== Work instruction ==
Among the records below, which lines contain the string "join"? Report them.

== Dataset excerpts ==
# # # # # # #

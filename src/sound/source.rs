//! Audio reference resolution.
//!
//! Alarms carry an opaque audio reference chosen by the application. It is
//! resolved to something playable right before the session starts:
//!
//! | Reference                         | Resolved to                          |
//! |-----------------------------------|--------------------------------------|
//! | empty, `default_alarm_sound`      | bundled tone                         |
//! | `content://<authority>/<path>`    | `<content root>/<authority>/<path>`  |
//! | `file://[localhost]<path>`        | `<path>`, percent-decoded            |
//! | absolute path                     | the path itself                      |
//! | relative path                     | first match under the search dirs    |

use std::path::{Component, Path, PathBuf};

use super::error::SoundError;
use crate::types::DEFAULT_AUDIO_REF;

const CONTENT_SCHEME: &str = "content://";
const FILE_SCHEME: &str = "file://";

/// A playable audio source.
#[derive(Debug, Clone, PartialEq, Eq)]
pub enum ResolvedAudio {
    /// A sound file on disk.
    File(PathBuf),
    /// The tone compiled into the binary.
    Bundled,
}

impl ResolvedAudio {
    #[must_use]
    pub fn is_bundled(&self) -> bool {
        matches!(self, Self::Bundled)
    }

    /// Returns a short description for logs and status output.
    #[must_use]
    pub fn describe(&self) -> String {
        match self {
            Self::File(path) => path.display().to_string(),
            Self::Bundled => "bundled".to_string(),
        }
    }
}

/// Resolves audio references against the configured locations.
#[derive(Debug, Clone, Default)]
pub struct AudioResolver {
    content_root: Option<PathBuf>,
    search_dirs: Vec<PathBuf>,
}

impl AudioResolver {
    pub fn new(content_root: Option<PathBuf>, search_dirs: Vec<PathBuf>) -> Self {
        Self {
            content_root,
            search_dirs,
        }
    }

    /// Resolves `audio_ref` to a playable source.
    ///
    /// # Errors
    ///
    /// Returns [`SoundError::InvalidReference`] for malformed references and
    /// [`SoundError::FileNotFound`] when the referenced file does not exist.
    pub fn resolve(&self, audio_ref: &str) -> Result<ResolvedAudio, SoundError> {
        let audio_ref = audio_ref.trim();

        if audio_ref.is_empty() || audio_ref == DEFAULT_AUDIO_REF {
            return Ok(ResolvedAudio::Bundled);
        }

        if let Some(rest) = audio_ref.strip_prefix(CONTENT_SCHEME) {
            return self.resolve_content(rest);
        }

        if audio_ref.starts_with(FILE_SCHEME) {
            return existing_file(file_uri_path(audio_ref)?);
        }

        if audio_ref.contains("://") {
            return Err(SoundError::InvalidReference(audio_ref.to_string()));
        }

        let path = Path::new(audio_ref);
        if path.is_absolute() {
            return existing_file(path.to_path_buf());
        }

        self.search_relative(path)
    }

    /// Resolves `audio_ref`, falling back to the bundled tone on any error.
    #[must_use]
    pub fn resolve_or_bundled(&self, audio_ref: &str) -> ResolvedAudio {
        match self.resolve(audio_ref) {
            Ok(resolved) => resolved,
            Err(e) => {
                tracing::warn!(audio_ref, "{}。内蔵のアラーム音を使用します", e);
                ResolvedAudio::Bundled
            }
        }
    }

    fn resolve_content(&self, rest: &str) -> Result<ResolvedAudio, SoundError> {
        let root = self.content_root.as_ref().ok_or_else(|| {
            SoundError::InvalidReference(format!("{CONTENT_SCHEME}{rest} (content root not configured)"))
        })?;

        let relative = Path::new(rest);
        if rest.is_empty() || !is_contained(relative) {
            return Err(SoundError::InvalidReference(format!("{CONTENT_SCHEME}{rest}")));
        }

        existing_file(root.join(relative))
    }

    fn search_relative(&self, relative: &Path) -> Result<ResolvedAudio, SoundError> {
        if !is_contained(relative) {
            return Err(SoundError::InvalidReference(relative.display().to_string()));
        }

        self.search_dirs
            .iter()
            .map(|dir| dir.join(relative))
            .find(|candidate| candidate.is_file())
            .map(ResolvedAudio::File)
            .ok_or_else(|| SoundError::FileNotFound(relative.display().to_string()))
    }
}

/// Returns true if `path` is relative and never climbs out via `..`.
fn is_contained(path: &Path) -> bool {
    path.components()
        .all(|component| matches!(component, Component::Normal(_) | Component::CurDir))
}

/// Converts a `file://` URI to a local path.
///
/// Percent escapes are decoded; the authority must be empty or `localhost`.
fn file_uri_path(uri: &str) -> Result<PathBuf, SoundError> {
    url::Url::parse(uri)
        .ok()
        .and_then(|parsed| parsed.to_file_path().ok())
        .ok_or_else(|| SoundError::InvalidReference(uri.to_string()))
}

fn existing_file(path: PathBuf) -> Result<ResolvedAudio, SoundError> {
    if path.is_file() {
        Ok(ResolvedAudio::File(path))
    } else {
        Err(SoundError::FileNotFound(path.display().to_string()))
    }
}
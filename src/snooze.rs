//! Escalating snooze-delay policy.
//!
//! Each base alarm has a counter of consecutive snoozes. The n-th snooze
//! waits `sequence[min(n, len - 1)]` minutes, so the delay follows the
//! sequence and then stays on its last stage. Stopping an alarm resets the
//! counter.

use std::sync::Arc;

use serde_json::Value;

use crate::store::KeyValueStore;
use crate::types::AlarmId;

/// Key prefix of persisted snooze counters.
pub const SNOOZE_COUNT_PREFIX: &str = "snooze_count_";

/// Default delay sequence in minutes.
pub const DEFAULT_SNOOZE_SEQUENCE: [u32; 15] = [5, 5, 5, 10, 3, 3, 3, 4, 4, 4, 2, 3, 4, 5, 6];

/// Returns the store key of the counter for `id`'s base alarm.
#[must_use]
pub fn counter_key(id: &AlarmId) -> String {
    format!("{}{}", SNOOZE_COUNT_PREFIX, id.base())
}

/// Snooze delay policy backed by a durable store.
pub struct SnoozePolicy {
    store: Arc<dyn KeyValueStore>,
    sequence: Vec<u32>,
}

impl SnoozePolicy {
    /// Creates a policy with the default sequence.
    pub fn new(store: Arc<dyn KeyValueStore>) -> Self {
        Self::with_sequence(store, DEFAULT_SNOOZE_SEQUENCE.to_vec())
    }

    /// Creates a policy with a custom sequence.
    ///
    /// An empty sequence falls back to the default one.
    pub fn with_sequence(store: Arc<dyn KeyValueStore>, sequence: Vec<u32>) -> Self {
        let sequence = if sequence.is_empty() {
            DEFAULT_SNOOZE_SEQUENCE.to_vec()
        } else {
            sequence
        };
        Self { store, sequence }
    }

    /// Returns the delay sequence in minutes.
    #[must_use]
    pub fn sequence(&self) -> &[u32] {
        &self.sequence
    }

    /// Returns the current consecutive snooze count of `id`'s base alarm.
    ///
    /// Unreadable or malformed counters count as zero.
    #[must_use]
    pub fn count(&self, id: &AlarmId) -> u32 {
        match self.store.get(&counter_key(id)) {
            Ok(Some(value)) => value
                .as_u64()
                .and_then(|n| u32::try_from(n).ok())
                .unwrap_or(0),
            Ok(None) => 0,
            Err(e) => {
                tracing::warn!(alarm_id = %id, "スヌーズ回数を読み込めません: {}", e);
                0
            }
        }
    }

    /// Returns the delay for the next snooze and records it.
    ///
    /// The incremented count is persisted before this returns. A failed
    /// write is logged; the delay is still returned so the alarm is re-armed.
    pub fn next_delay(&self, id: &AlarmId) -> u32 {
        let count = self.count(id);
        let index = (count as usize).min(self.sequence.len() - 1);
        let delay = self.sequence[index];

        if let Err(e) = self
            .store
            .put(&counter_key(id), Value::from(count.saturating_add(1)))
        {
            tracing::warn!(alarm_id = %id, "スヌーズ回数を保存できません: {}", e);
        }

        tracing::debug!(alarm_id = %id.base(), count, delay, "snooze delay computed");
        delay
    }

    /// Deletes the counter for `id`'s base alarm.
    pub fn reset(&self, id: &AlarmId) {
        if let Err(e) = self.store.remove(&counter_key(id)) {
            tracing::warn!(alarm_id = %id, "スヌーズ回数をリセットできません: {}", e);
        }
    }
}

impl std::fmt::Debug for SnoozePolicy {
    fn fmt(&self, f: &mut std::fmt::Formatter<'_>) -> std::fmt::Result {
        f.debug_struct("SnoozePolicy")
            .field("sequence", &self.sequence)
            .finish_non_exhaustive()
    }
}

# # # # # # #

== Finished exercise ==
        existing_file(root.join(relative))
            .map(|dir| dir.join(relative))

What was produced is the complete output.